● GOAL OF THE EXERCISE
Take the lines below beginning at the line that has "pub const DEFAULT_FILTER: &str" and stopping after the line that has "pub fn init(format: LogFormat)", and print them exactly as they are, with no other lines.

● GIVEN DATA
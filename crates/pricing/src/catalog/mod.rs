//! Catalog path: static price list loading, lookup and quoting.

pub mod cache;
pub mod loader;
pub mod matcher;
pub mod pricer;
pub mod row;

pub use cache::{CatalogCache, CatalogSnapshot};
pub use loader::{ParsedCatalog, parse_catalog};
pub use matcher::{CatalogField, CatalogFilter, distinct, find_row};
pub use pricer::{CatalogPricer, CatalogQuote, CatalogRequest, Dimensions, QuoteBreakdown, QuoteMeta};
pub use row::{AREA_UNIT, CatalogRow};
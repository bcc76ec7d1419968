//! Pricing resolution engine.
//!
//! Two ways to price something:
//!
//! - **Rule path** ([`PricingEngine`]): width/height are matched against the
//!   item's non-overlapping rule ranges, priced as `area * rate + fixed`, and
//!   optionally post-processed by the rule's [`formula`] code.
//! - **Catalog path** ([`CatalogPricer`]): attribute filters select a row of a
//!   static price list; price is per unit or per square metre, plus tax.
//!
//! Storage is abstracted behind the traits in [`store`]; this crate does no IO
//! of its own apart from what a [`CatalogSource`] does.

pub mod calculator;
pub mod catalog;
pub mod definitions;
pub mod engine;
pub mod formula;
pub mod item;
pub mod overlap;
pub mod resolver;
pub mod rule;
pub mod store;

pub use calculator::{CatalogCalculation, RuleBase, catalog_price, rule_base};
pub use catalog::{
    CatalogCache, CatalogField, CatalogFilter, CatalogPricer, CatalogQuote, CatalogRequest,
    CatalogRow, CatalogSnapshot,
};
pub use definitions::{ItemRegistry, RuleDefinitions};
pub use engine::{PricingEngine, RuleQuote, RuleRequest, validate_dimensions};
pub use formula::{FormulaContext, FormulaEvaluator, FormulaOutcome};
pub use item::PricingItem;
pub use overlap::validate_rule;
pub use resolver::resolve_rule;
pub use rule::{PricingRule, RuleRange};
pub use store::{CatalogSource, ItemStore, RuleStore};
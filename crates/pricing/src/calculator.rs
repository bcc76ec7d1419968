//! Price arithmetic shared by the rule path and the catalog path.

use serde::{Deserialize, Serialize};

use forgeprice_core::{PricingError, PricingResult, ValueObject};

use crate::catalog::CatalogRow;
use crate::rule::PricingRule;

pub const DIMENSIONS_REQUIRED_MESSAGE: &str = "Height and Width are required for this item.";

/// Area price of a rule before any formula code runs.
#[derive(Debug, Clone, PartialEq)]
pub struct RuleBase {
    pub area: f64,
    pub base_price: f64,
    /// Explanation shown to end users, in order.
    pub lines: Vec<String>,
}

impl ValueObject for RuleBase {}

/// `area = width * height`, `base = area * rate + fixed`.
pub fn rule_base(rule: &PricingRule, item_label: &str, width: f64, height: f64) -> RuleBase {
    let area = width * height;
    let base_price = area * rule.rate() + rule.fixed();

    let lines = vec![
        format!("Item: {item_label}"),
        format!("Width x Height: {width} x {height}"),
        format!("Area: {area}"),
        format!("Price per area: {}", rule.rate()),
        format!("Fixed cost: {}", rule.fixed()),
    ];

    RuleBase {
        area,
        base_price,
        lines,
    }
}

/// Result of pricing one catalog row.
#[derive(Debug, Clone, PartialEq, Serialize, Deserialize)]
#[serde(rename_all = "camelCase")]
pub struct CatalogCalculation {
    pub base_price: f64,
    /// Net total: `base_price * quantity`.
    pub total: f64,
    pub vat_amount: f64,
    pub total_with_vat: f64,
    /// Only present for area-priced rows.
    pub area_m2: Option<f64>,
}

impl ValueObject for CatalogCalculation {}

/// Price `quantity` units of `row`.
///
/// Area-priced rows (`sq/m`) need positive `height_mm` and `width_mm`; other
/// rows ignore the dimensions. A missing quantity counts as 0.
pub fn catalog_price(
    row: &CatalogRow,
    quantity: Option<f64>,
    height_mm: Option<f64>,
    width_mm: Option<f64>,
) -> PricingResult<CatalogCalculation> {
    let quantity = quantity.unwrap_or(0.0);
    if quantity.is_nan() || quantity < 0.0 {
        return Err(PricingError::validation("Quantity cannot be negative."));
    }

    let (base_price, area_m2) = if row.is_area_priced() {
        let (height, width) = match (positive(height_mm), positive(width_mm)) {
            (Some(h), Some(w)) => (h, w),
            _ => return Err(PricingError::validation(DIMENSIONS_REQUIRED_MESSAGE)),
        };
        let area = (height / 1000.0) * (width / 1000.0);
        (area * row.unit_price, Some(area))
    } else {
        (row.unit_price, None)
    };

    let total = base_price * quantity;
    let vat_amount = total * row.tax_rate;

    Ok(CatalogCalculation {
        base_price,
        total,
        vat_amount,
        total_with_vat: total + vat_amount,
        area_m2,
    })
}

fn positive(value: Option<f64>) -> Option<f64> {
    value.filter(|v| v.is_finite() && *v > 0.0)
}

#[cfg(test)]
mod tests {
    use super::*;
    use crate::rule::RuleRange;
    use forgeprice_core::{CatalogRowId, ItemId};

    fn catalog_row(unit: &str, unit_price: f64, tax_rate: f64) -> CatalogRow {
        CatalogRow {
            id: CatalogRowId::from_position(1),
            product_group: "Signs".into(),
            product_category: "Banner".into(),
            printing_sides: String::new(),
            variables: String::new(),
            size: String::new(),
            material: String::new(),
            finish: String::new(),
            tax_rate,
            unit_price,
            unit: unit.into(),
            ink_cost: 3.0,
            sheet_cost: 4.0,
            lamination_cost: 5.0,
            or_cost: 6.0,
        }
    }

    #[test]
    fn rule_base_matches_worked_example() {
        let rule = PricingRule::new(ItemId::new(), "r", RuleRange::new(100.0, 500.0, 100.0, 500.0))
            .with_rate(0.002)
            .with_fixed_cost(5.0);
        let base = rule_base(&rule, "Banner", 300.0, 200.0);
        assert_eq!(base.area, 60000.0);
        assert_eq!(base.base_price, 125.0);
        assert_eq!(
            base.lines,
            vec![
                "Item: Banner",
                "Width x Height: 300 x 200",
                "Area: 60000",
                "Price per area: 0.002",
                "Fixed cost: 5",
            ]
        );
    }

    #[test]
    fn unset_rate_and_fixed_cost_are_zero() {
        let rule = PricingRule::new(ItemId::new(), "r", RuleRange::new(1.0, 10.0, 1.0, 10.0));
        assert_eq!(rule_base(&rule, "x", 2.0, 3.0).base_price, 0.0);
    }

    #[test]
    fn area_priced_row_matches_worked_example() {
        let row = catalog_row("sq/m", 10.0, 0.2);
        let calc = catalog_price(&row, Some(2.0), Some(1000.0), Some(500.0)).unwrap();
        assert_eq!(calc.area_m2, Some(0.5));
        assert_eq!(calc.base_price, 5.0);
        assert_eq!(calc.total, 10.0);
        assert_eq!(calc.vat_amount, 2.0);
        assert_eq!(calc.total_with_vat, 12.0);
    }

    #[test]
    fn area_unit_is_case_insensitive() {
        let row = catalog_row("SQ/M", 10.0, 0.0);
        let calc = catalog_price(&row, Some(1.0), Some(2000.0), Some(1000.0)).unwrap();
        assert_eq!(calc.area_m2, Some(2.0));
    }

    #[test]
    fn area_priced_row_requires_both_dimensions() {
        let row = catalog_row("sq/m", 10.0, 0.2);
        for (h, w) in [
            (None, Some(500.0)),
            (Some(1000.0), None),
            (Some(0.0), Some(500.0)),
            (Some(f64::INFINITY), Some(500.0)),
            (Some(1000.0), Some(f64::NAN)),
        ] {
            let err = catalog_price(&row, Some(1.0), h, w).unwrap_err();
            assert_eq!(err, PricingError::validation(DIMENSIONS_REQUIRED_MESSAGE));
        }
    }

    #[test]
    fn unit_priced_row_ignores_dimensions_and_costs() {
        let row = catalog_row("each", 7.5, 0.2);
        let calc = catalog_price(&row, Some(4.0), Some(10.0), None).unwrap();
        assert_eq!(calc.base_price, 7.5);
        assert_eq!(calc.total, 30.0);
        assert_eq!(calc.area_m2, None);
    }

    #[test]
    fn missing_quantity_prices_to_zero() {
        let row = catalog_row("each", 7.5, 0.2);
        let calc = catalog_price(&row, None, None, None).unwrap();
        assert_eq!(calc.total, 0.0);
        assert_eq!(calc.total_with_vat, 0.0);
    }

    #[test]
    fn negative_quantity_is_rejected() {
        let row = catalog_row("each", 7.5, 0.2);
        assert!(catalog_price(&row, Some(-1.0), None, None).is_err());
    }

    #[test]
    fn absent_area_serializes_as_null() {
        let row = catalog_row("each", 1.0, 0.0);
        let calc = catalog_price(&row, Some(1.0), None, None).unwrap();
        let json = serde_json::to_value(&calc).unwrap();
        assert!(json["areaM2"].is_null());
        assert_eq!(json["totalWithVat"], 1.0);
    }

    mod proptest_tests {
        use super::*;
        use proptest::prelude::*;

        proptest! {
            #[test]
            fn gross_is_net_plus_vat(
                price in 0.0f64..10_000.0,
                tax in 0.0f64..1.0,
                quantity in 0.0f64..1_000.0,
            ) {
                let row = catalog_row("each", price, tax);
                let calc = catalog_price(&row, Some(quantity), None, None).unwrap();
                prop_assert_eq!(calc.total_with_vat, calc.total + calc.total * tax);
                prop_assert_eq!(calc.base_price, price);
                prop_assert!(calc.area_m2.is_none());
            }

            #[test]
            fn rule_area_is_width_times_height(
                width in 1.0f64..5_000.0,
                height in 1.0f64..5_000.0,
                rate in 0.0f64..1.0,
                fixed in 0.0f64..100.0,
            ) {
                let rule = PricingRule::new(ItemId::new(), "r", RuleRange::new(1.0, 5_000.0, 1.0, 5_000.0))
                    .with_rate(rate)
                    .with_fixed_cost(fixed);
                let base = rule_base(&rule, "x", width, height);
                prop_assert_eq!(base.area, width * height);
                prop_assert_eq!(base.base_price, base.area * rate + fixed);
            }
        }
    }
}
* * *
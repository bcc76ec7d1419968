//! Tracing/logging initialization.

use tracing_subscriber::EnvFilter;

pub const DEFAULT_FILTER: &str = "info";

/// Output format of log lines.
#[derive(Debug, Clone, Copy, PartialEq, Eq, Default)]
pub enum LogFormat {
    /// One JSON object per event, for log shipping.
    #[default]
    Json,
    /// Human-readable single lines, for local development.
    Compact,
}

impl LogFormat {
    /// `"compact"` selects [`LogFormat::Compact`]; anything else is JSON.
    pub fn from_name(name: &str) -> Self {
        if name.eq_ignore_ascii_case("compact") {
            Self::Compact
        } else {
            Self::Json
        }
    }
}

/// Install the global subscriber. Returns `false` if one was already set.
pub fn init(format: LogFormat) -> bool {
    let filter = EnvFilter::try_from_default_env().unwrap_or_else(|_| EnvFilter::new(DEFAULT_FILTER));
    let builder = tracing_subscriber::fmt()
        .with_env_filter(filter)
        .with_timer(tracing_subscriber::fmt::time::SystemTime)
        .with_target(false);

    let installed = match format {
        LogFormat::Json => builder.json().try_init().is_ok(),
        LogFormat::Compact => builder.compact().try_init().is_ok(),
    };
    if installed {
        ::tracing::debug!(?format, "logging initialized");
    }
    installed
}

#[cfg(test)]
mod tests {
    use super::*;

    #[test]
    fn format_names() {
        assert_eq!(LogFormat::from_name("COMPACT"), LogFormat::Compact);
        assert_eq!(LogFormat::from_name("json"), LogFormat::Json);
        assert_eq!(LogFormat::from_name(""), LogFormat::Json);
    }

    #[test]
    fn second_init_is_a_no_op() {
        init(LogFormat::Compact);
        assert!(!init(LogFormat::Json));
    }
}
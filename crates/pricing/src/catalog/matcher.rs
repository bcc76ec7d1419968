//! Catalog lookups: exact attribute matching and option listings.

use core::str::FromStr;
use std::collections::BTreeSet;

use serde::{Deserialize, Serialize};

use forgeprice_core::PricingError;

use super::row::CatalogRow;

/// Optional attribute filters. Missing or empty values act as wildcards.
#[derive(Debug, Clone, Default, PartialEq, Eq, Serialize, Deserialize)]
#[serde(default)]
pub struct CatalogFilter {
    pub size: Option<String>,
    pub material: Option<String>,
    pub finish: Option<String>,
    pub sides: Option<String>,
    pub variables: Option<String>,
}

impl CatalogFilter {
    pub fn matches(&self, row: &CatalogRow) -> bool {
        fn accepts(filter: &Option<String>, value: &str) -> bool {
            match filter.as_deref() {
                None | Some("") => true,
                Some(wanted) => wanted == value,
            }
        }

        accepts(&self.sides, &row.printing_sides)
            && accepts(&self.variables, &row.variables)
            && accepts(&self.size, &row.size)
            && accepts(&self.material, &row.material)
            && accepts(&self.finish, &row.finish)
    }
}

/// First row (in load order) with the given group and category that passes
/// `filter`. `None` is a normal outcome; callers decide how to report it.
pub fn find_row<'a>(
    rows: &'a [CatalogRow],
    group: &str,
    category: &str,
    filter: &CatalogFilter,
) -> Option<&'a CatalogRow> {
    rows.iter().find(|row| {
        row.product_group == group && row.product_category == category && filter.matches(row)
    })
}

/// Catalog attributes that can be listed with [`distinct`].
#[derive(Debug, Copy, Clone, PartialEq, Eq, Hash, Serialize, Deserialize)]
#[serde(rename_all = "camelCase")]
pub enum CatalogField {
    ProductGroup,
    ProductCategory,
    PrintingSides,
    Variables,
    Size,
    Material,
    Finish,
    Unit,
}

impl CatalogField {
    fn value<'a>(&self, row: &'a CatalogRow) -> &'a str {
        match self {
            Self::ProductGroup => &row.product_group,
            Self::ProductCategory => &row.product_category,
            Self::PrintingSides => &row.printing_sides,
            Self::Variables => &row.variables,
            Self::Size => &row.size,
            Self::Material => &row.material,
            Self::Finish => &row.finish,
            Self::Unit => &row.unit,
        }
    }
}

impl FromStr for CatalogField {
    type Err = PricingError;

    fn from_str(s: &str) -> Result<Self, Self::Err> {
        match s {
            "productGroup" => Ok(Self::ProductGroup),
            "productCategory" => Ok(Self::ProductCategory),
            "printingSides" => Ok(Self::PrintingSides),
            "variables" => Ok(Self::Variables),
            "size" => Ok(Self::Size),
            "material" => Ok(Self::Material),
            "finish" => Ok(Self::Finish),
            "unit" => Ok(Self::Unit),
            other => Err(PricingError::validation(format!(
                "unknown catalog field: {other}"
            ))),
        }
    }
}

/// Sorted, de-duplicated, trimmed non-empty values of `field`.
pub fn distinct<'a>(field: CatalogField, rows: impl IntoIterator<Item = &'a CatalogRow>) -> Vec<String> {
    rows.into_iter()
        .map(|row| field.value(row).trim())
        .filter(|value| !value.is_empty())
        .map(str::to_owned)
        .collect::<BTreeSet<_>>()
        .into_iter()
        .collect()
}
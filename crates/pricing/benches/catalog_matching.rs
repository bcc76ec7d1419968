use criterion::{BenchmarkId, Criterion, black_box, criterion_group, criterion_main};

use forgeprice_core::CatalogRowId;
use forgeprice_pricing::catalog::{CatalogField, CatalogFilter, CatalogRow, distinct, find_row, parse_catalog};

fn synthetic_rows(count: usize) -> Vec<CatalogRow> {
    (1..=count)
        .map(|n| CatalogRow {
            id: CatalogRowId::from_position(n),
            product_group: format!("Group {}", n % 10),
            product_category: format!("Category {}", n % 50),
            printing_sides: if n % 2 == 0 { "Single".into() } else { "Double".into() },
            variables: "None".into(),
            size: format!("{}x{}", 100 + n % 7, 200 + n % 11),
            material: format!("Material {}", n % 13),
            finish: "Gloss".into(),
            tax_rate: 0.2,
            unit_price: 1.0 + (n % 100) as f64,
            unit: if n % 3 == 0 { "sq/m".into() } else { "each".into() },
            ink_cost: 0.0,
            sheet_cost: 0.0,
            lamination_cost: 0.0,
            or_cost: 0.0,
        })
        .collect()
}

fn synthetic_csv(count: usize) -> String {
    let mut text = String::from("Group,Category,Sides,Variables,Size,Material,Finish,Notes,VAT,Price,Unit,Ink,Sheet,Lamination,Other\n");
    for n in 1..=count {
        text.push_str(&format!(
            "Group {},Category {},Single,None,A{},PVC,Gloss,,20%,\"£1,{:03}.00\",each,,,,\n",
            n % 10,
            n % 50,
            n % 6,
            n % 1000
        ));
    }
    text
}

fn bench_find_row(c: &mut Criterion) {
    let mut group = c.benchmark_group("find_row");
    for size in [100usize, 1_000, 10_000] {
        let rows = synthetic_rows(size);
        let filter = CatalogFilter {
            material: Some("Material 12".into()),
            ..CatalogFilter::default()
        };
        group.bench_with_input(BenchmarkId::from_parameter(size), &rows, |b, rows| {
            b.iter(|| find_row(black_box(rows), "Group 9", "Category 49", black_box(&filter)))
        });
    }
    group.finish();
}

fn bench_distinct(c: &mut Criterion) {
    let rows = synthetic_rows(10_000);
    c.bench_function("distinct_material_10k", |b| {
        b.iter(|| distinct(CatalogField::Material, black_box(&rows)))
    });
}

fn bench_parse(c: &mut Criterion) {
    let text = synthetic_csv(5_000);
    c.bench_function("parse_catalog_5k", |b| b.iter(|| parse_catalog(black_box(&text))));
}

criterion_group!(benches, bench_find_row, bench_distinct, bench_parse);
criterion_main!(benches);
==
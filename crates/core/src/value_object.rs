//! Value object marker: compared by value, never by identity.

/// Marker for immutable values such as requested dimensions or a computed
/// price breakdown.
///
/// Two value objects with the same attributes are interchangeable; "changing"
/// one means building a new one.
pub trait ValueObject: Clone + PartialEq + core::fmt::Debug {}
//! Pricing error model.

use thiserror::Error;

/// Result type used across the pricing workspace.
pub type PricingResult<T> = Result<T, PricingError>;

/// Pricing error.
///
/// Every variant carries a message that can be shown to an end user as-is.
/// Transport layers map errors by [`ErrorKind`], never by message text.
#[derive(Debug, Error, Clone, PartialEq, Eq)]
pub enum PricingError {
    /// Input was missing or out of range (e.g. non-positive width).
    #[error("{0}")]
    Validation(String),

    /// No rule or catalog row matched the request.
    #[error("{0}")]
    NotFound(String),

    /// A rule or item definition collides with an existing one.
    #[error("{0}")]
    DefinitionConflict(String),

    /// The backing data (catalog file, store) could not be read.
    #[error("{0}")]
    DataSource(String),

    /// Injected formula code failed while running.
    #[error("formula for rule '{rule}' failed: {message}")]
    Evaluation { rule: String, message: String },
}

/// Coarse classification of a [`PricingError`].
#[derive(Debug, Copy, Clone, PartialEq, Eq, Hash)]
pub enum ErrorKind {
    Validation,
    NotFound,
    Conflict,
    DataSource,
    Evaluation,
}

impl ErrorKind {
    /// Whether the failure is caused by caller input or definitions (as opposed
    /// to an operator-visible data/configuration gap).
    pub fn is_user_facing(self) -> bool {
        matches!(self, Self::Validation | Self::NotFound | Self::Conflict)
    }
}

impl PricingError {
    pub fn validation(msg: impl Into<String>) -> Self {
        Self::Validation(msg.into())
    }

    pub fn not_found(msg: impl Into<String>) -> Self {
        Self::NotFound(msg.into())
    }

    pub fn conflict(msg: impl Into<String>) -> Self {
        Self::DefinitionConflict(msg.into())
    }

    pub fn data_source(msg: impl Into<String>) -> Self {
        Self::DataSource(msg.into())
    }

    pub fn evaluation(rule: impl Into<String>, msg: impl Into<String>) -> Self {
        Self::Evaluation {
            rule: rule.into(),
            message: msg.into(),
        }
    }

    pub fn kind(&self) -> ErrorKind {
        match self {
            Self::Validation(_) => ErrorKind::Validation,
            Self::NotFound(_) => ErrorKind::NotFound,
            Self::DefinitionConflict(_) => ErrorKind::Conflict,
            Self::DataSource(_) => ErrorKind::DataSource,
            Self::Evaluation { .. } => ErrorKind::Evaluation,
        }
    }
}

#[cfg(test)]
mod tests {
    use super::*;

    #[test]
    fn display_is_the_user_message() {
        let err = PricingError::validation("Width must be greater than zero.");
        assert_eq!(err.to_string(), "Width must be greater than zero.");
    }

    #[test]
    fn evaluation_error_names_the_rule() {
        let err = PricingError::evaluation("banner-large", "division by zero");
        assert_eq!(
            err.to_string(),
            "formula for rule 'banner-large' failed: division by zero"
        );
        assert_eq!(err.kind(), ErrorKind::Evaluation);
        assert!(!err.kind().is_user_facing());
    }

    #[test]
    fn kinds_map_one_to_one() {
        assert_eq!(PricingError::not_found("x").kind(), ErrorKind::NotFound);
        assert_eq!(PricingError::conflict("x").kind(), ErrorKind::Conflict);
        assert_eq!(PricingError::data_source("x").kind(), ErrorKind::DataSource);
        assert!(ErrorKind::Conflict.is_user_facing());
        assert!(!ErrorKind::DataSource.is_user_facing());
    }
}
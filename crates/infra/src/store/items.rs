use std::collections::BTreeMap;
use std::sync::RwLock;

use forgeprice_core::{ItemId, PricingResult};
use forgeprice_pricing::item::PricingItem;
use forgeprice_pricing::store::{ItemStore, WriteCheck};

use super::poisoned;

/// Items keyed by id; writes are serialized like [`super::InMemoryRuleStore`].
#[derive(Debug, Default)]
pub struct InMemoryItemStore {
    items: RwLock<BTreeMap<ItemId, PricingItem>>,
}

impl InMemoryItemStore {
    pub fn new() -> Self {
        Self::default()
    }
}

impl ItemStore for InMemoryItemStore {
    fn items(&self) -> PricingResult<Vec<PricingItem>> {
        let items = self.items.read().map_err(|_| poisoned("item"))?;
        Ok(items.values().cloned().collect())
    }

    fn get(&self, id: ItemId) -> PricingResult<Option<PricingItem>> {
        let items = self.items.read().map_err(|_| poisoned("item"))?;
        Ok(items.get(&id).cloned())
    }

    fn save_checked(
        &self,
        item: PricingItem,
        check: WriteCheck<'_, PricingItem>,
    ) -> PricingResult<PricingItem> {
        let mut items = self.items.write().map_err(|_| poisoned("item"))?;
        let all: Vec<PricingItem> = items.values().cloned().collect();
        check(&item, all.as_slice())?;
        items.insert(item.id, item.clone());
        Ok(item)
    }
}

● SOLUTION TO THE PROBLEM
pub const DEFAULT_FILTER: &str = "info";

/// Output format of log lines.
#[derive(Debug, Clone, Copy, PartialEq, Eq, Default)]
pub enum LogFormat {
    /// One JSON object per event, for log shipping.
    #[default]
    Json,
    /// Human-readable single lines, for local development.
    Compact,
}

impl LogFormat {
    /// `"compact"` selects [`LogFormat::Compact`]; anything else is JSON.
    pub fn from_name(name: &str) -> Self {
        if name.eq_ignore_ascii_case("compact") {
            Self::Compact
        } else {
            Self::Json
        }
    }
}

/// Install the global subscriber. Returns `false` if one was already set.
pub fn init(format: LogFormat) -> bool {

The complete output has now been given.